Exercise data section start

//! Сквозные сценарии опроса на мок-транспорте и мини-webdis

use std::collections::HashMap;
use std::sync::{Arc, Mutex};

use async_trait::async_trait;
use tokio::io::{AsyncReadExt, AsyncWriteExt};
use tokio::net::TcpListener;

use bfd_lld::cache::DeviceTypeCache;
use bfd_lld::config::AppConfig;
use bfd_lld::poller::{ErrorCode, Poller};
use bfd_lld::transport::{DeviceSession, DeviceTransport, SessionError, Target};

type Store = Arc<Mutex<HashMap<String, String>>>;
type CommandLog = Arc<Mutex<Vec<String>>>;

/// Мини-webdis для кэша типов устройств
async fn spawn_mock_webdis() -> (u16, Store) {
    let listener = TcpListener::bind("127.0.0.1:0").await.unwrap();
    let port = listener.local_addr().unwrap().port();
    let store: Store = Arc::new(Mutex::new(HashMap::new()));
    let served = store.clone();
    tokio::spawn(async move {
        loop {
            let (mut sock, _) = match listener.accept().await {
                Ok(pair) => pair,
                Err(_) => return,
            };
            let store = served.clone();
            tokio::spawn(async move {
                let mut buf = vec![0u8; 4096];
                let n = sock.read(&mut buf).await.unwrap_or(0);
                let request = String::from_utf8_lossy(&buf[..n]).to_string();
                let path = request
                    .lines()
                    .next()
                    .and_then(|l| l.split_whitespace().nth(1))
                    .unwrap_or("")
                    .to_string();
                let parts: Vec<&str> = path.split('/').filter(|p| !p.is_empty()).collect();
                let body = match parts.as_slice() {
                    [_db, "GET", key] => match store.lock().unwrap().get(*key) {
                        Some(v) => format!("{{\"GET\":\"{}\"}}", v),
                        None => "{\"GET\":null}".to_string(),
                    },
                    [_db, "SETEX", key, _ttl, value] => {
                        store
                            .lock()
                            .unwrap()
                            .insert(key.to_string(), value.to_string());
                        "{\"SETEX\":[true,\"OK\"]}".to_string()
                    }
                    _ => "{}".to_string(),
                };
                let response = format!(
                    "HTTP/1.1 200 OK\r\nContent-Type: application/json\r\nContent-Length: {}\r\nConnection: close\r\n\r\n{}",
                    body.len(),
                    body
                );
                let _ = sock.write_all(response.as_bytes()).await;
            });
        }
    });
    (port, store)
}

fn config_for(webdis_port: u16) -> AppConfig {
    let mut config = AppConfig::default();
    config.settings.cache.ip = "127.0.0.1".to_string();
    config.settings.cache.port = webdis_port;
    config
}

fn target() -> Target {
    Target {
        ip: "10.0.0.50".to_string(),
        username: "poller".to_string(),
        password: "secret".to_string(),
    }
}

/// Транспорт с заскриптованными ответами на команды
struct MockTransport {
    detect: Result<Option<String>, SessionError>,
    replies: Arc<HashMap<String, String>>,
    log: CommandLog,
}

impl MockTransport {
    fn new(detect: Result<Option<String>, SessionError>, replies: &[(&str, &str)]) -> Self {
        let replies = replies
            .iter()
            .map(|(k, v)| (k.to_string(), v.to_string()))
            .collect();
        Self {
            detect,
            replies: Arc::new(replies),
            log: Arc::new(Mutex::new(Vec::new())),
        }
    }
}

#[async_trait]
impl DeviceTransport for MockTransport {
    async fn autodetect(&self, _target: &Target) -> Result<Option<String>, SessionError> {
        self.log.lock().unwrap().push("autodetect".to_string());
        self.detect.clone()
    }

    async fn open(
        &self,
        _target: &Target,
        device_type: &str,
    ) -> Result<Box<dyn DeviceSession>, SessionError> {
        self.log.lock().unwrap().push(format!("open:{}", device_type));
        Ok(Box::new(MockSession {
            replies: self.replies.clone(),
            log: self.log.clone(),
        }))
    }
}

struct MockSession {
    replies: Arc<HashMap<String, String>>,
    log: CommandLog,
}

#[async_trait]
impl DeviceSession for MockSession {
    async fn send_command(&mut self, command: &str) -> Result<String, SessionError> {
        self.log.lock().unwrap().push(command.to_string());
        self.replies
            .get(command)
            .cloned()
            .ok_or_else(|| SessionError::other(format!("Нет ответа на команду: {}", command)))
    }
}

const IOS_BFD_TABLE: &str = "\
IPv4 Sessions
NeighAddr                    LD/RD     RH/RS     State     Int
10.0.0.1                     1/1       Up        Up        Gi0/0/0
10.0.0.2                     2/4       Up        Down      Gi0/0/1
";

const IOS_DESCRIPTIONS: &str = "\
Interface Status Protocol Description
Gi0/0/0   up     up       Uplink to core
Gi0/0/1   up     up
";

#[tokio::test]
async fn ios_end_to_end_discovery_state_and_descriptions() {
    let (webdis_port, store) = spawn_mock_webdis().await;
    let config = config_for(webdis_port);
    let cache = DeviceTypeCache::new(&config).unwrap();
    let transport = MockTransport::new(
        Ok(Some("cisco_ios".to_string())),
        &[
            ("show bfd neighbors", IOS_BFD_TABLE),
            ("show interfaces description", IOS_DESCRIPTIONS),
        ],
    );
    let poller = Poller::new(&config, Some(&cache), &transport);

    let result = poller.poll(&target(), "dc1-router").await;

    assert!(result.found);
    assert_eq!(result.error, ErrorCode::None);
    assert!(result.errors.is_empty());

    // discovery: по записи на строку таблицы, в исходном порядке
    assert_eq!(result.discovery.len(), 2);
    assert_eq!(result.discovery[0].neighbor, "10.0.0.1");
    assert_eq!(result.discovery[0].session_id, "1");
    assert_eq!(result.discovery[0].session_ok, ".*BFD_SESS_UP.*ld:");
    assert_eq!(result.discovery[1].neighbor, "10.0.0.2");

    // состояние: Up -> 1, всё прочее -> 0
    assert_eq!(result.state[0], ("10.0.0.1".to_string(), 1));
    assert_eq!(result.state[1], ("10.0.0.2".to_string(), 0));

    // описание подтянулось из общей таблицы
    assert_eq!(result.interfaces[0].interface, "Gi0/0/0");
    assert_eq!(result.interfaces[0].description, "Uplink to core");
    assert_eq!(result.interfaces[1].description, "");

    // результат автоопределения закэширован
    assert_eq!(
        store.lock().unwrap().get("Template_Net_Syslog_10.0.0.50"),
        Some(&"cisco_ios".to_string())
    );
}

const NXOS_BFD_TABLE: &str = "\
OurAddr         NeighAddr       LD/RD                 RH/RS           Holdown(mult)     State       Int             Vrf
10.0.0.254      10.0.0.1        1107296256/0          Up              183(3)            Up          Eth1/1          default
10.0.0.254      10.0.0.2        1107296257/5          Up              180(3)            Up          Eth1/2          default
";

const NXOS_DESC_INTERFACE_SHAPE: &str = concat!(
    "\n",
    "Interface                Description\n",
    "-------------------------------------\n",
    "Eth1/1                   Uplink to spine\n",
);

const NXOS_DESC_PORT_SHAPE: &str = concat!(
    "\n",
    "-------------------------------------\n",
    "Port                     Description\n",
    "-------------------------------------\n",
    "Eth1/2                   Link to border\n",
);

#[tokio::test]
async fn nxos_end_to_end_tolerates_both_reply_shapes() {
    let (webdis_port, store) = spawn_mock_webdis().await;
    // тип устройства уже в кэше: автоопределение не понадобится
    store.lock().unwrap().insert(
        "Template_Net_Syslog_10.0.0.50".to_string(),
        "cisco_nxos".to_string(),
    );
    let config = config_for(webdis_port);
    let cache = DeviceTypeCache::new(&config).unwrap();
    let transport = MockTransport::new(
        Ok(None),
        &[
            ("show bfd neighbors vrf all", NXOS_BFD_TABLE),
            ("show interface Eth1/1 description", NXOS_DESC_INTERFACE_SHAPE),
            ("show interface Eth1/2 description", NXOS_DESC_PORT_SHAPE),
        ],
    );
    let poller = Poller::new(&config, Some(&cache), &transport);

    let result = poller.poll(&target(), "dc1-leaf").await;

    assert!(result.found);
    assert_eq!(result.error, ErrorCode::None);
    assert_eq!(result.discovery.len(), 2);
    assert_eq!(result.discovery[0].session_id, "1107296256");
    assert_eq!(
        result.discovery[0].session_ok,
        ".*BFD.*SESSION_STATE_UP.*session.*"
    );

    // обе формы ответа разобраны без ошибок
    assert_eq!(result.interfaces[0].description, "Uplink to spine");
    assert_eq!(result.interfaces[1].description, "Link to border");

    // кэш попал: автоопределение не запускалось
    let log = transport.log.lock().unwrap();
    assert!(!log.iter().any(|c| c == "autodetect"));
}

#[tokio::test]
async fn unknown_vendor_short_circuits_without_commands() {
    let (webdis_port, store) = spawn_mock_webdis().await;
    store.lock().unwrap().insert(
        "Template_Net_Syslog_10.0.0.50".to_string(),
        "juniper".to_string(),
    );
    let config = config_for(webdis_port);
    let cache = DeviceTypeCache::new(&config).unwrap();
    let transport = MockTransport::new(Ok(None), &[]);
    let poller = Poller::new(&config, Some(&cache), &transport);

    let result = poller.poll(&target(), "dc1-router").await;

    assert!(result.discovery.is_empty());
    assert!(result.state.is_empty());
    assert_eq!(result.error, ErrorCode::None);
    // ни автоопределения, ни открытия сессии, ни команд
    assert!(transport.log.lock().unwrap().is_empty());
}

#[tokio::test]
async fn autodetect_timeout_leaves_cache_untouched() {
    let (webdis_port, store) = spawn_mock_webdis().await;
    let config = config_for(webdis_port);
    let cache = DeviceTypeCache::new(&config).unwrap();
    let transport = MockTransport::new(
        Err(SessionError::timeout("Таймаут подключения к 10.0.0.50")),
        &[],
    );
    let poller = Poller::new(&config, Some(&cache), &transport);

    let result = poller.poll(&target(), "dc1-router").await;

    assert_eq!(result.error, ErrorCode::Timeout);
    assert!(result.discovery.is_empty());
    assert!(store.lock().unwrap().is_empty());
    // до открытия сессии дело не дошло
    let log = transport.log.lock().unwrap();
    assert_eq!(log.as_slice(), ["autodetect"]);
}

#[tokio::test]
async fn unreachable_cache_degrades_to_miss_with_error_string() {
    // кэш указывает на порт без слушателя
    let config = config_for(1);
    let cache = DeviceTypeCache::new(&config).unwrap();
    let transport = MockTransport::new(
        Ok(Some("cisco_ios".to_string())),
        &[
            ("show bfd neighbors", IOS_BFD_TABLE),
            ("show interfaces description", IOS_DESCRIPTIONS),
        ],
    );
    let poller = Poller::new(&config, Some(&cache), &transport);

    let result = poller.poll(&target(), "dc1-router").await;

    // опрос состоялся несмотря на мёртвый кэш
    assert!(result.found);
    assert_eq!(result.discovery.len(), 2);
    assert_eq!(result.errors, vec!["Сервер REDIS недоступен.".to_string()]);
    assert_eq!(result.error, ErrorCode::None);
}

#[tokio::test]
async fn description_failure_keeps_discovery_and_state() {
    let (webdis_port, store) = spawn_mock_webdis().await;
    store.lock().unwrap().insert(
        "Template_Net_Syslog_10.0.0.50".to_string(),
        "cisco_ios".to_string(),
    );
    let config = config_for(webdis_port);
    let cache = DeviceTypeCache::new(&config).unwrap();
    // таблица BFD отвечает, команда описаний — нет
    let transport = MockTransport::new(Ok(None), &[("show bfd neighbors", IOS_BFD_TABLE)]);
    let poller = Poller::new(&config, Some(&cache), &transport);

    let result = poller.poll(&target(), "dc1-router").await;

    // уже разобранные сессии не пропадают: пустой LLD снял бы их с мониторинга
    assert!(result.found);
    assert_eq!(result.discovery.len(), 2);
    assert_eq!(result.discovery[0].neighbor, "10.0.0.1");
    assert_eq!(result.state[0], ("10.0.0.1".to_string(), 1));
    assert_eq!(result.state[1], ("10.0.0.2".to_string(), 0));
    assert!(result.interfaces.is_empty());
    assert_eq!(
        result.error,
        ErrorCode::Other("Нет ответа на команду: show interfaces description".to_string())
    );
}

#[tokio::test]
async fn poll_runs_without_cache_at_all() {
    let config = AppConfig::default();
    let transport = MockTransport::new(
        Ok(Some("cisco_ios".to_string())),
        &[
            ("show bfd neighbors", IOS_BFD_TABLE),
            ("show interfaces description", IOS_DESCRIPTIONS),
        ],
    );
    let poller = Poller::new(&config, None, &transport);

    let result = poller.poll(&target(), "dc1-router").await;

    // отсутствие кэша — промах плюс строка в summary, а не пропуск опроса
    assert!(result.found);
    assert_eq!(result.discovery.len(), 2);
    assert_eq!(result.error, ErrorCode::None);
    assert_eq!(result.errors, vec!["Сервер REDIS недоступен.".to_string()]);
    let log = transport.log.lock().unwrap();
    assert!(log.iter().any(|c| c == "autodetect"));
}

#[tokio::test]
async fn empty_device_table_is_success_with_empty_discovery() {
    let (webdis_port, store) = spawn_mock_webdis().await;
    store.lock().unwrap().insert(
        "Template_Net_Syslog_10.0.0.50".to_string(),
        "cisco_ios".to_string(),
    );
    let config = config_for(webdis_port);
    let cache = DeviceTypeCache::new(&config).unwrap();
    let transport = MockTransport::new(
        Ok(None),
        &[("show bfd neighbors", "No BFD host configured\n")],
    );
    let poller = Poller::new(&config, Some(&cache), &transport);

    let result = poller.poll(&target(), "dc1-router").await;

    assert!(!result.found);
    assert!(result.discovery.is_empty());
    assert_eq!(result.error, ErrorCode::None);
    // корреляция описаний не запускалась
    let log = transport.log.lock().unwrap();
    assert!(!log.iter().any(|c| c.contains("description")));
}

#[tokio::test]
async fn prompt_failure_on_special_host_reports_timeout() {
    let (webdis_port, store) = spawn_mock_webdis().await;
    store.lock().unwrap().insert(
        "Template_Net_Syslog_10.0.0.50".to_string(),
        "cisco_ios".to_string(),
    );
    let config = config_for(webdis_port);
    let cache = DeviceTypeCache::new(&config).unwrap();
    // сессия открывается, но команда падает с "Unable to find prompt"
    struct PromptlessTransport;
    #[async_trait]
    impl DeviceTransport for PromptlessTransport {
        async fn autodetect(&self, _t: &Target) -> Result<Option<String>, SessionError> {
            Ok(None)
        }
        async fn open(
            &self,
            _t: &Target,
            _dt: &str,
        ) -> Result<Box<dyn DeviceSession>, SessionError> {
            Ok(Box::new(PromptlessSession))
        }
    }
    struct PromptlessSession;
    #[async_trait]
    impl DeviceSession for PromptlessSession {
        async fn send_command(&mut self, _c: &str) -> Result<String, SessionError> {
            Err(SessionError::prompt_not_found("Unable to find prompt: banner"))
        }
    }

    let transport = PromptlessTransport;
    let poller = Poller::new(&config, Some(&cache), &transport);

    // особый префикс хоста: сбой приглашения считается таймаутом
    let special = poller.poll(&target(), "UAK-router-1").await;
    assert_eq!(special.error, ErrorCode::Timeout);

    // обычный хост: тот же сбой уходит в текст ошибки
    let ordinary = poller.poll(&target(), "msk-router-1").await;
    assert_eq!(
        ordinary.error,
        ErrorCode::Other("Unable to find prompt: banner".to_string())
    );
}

Exercise data section end

Exercise aim: Please return every line in the data that includes the string "open".

Completed task:
    async fn open(
        self.log.lock().unwrap().push(format!("open:{}", device_type));
        async fn open(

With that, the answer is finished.